**** Data provided

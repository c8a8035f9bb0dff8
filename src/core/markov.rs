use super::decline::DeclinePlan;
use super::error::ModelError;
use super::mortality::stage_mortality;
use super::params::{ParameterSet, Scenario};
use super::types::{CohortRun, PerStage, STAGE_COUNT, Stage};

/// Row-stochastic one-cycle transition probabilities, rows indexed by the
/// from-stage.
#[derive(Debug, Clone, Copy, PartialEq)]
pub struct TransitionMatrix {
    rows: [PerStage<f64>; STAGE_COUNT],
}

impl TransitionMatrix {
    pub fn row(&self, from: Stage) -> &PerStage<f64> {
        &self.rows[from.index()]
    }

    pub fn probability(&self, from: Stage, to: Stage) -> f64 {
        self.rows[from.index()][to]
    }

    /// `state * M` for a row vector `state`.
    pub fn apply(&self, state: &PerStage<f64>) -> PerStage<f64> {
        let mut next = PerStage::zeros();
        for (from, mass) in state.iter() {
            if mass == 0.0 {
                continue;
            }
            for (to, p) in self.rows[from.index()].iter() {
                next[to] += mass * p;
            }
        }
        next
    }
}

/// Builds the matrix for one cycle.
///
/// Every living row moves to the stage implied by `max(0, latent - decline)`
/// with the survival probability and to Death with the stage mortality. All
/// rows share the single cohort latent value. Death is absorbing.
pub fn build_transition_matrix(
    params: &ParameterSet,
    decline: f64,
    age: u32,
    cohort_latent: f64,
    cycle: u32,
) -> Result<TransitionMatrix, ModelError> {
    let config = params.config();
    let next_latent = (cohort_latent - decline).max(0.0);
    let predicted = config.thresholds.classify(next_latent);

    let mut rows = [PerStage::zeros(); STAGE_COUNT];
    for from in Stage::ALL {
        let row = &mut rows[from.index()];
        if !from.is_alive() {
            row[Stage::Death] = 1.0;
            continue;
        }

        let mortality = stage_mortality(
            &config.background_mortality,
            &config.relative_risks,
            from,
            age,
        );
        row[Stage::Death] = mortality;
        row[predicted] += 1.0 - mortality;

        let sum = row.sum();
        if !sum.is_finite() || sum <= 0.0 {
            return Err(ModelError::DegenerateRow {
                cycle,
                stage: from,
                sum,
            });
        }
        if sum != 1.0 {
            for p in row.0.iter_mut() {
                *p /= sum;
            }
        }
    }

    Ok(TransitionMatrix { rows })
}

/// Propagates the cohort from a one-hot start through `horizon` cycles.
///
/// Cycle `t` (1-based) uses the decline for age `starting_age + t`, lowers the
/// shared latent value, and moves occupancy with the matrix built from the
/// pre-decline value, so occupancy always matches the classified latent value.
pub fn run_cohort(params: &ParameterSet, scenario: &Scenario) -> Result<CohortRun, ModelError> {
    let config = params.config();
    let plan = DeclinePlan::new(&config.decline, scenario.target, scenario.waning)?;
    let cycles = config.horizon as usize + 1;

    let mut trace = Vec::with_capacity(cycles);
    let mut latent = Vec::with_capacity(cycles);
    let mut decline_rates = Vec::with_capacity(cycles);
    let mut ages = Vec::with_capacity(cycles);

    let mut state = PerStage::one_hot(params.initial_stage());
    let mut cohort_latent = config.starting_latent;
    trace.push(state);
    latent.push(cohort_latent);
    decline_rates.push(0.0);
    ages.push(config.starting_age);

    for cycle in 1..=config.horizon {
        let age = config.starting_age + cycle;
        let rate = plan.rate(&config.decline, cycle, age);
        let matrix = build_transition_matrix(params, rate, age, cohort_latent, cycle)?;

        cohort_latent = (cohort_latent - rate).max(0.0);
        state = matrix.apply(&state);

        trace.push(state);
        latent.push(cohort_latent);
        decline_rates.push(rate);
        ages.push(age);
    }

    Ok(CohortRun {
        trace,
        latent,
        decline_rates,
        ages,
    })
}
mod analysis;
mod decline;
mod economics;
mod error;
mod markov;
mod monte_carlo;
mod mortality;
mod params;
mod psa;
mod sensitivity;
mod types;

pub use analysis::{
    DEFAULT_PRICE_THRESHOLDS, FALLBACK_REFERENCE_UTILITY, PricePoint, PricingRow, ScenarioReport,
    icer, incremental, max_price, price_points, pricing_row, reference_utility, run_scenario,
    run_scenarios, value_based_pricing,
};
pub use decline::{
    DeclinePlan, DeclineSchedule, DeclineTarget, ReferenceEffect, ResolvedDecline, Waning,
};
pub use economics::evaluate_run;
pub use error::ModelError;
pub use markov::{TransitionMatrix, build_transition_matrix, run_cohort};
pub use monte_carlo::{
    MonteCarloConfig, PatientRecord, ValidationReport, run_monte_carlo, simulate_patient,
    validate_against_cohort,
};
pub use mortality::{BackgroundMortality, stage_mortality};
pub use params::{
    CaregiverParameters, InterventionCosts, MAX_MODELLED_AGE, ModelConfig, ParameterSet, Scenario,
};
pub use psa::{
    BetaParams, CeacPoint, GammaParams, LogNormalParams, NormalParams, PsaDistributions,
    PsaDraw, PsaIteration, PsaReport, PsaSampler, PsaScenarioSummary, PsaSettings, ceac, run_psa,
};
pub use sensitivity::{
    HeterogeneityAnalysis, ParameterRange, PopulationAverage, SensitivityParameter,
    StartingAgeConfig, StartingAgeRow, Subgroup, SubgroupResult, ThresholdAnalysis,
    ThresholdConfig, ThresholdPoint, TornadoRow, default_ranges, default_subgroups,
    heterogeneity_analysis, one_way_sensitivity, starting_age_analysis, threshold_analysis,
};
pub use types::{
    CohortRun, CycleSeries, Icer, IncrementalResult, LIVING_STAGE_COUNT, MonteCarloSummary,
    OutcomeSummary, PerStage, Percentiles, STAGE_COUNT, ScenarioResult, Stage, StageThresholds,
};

********

_About this exercise_.
Starting at the line that contains "pub use economics::evaluate_run;", return every line through the last one above, exactly as written.

_Your response_.
pub use economics::evaluate_run;
pub use error::ModelError;
pub use markov::{TransitionMatrix, build_transition_matrix, run_cohort};
pub use monte_carlo::{
    MonteCarloConfig, PatientRecord, ValidationReport, run_monte_carlo, simulate_patient,
    validate_against_cohort,
};
pub use mortality::{BackgroundMortality, stage_mortality};
pub use params::{
    CaregiverParameters, InterventionCosts, MAX_MODELLED_AGE, ModelConfig, ParameterSet, Scenario,
};
pub use psa::{
    BetaParams, CeacPoint, GammaParams, LogNormalParams, NormalParams, PsaDistributions,
    PsaDraw, PsaIteration, PsaReport, PsaSampler, PsaScenarioSummary, PsaSettings, ceac, run_psa,
};
pub use sensitivity::{
    HeterogeneityAnalysis, ParameterRange, PopulationAverage, SensitivityParameter,
    StartingAgeConfig, StartingAgeRow, Subgroup, SubgroupResult, ThresholdAnalysis,
    ThresholdConfig, ThresholdPoint, TornadoRow, default_ranges, default_subgroups,
    heterogeneity_analysis, one_way_sensitivity, starting_age_analysis, threshold_analysis,
};
pub use types::{
    CohortRun, CycleSeries, Icer, IncrementalResult, LIVING_STAGE_COUNT, MonteCarloSummary,
    OutcomeSummary, PerStage, Percentiles, STAGE_COUNT, ScenarioResult, Stage, StageThresholds,
};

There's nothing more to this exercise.